Ankara pledges EU reforms amid growing human rights concerns -VoA

Ankara has pledged to speed up judicial reforms as the country tries to get its decades-long European Union membership effort back on track, with Justice Minister Abdulhamit Gul announcing the unveiling of a judicial reform strategy earlier this year, Voice of America (VoA) reported.

Turkish officials met Tuesday to address the country’s EU membership aspirations, which have all but collapsed amid growing human rights concerns following the July 2016 coup attempt.

Turkish ministers gathered under the auspices of the Reform Action Group (RAG), created to expedite EU-required membership reforms. The reconvening of the group, which has been moribund for years, is interpreted by some as a sign of a new impetus in Turkish-EU relations, VoA said.

Critics maintain that Turkey’s prospects of joining the EU are lower than they have been at any time since talks began in 2005, with the country’s increasingly authoritarian president Recep Tayyip Erdoğan being accused of driving the country further away from the bloc, which remains Turkey’s dominant trading partner.

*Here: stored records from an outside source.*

//! `list_directory`: directory listing with `eza`, falling back to `ls`.
//!
//! The backend is chosen once, when the invocation is built, from the
//! context's [`ToolAvailability`](super::ToolAvailability). The `ls`
//! fallback keeps the listing correct and drops what it cannot express.

use async_trait::async_trait;
use serde::Deserialize;
use tokio_util::sync::CancellationToken;
use tracing::info;

use super::{check_non_negative, path_operand, ToolContext, ToolInvocation, ToolOutcome};
use crate::error::TollgateError;
use crate::executor::{count_records_where, ExecutionRequest};

pub const TOOL_NAME: &str = "list_directory";

/// Program used to produce the listing.
#[derive(Debug, Clone, Copy, PartialEq, Eq)]
pub enum ListingBackend {
    Eza,
    Ls,
}

impl ListingBackend {
    /// `eza` when present, otherwise `ls`.
    #[must_use]
    pub fn select(availability: &dyn super::ToolAvailability) -> Self {
        if availability.is_available("eza") {
            Self::Eza
        } else {
            Self::Ls
        }
    }

    #[must_use]
    pub fn program(self) -> &'static str {
        match self {
            Self::Eza => "eza",
            Self::Ls => "ls",
        }
    }
}

#[derive(Debug, Clone, Copy, PartialEq, Eq, Deserialize)]
#[serde(rename_all = "snake_case")]
pub enum SortMode {
    Name,
    Size,
    Modified,
}

#[derive(Debug, Clone, Default, Deserialize)]
#[serde(deny_unknown_fields)]
pub struct ListDirectoryParams {
    #[serde(default)]
    pub path: Option<String>,
    /// Include hidden entries.
    #[serde(default)]
    pub all: bool,
    /// One entry per line with permissions, size and date.
    #[serde(default)]
    pub long: bool,
    #[serde(default)]
    pub sort: Option<SortMode>,
    /// Recursive tree view (eza only).
    #[serde(default)]
    pub tree: bool,
    /// Tree depth limit. Requires `tree`.
    #[serde(default)]
    pub max_depth: Option<i64>,
}

#[derive(Debug)]
pub struct ListDirectory {
    params: ListDirectoryParams,
    ctx: ToolContext,
    backend: ListingBackend,
}

impl ListDirectory {
    pub fn new(params: ListDirectoryParams, ctx: ToolContext) -> Self {
        let backend = ListingBackend::select(ctx.availability());
        Self {
            params,
            ctx,
            backend,
        }
    }

    #[must_use]
    pub fn backend(&self) -> ListingBackend {
        self.backend
    }

    /// The argv for the selected backend.
    #[must_use]
    pub fn argv(&self) -> Vec<String> {
        match self.backend {
            ListingBackend::Eza => self.eza_argv(),
            ListingBackend::Ls => self.ls_argv(),
        }
    }

    fn eza_argv(&self) -> Vec<String> {
        let p = &self.params;
        let mut argv = Vec::new();
        if !p.long && !p.tree {
            argv.push("--oneline".to_string());
        }
        if p.all {
            argv.push("--all".to_string());
        }
        if p.long {
            argv.push("--long".to_string());
        }
        if let Some(sort) = p.sort {
            let key = match sort {
                SortMode::Name => "name",
                SortMode::Size => "size",
                SortMode::Modified => "modified",
            };
            argv.push(format!("--sort={key}"));
        }
        if p.tree {
            argv.push("--tree".to_string());
            if let Some(depth) = p.max_depth {
                argv.push(format!("--level={depth}"));
            }
        }
        argv.push("--color=never".to_string());
        argv.push("--".to_string());
        argv.push(path_operand(p.path.as_deref().unwrap_or(".")));
        argv
    }

    fn ls_argv(&self) -> Vec<String> {
        let p = &self.params;
        let mut argv = vec![if p.long { "-l" } else { "-1" }.to_string()];
        if p.all {
            argv.push("-A".to_string());
        }
        match p.sort {
            Some(SortMode::Size) => argv.push("-S".to_string()),
            Some(SortMode::Modified) => argv.push("-t".to_string()),
            Some(SortMode::Name) | None => {}
        }
        argv.push("--".to_string());
        argv.push(path_operand(p.path.as_deref().unwrap_or(".")));
        argv
    }

    /// Remarks about flags the fallback could not honour.
    fn substitution_notes(&self) -> Vec<String> {
        if self.backend != ListingBackend::Ls {
            return Vec::new();
        }
        let mut notes = vec!["eza is not installed; listed with ls instead".to_string()];
        if self.params.tree {
            notes.push("tree view is not available with ls; showing the top level only".to_string());
        }
        notes
    }

    /// Whether an output line is a listed entry rather than a header.
    fn is_entry(&self, line: &[u8]) -> bool {
        if line.is_empty() {
            return false;
        }
        match self.backend {
            ListingBackend::Ls => !(self.params.long && line.starts_with(b"total ")),
            ListingBackend::Eza => true,
        }
    }
}

#[async_trait]
impl ToolInvocation for ListDirectory {
    fn description(&self) -> String {
        let path = self.params.path.as_deref().unwrap_or(".");
        match self.backend {
            ListingBackend::Eza => format!("List {path} with eza"),
            ListingBackend::Ls => format!("List {path} with ls (eza unavailable)"),
        }
    }

    fn validate(&self) -> Option<String> {
        let p = &self.params;
        if let Some(problem) = check_non_negative("max_depth", p.max_depth) {
            return Some(problem);
        }
        if p.max_depth.is_some() && !p.tree {
            return Some("max_depth requires tree".to_string());
        }
        None
    }

    async fn execute(&self, cancel: CancellationToken) -> ToolOutcome {
        let notes = self.substitution_notes();
        if !notes.is_empty() {
            info!(tool = TOOL_NAME, notes = ?notes, "Using fallback listing backend");
        }

        let request = ExecutionRequest::new(self.backend.program())
            .args(self.argv())
            .cwd(self.ctx.working_dir())
            .cancel_token(cancel)
            .label(TOOL_NAME);

        let execution = match self.ctx.executor().execute(request).await {
            Ok(execution) => execution,
            Err(e) => return ToolOutcome::from_error(TOOL_NAME, &e),
        };
        if !execution.success() {
            return ToolOutcome::from_failed_execution(TOOL_NAME, execution).with_notes(notes);
        }

        let mut first = true;
        let skip_root = self.backend == ListingBackend::Eza && self.params.tree;
        let counted = count_records_where(&execution.output_path, b'\n', |line| {
            // eza's tree view starts with the root directory itself.
            let is_root = skip_root && std::mem::take(&mut first);
            !is_root && self.is_entry(line)
        });

        match counted {
            Ok(count) => ToolOutcome::completed(TOOL_NAME, execution, count, b'\n', ("entry", "entries"), notes),
            Err(e) => ToolOutcome::from_error(
                TOOL_NAME,
                &TollgateError::storage(execution.output_path.display().to_string(), e.to_string()),
            ),
        }
    }
}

"It is the second meeting of this year, and it is really significant. We are looking forward to the results on the basis of what was indicated in the August meeting," it quoted a high-level EU official as saying.

Turkish ministers pledged reforms on fundamental rights, justice, freedom, and security in August.

"The aim of the new strategy is to further enhance trust in the judiciary, improve access to the justice system, increase its effectiveness and provide better protection for the right to trial within a reasonable time,” the country’s Foreign Ministry said in a statement.

Turkey is continuing to cooperate with Brussels in controlling illegal migration into EU territory as part of a deal agreed to in 2016, VoA said.

Turkey has most recently come under fire from the European Court of Human Rights for failing to observe the ruling calling for the release of pro-Kurdish Peoples’ Democratic Party (HDP) former chair Selahattin Demirtas. Turkey has said it’s bound by the decision, even though the country is a member of the court.

Dozens of parliamentary HDP lawmakers, as well as scores of journalists are among the tens of thousands jailed under anti-terror laws following the 2016 failed coup.

“We have seen continuing evidence of the systematic targeting of journalists who are doing their jobs,” VoA quoted executive IPI member Sandy Bremner as saying.

“We have continually heard government assurances that Turkey is committed to free speech, human rights and the rule of law,” he added. “These assurances will only mean something when Turkey is no longer the world's worst jailer of journalists.”

Erdogan, speaking Monday at a meeting celebrating the 70th anniversary of the U.N. Declaration of Universal Humans Rights, underlined “No one can lecture our country about democracy, human rights, and freedom.”

Analysts suggest it remains neither in Brussels' or Ankara’s interests for a breakdown in ties, VoA noted, and both sides must continue to work on a thaw in the deep freeze that has damaged relations in the last few years.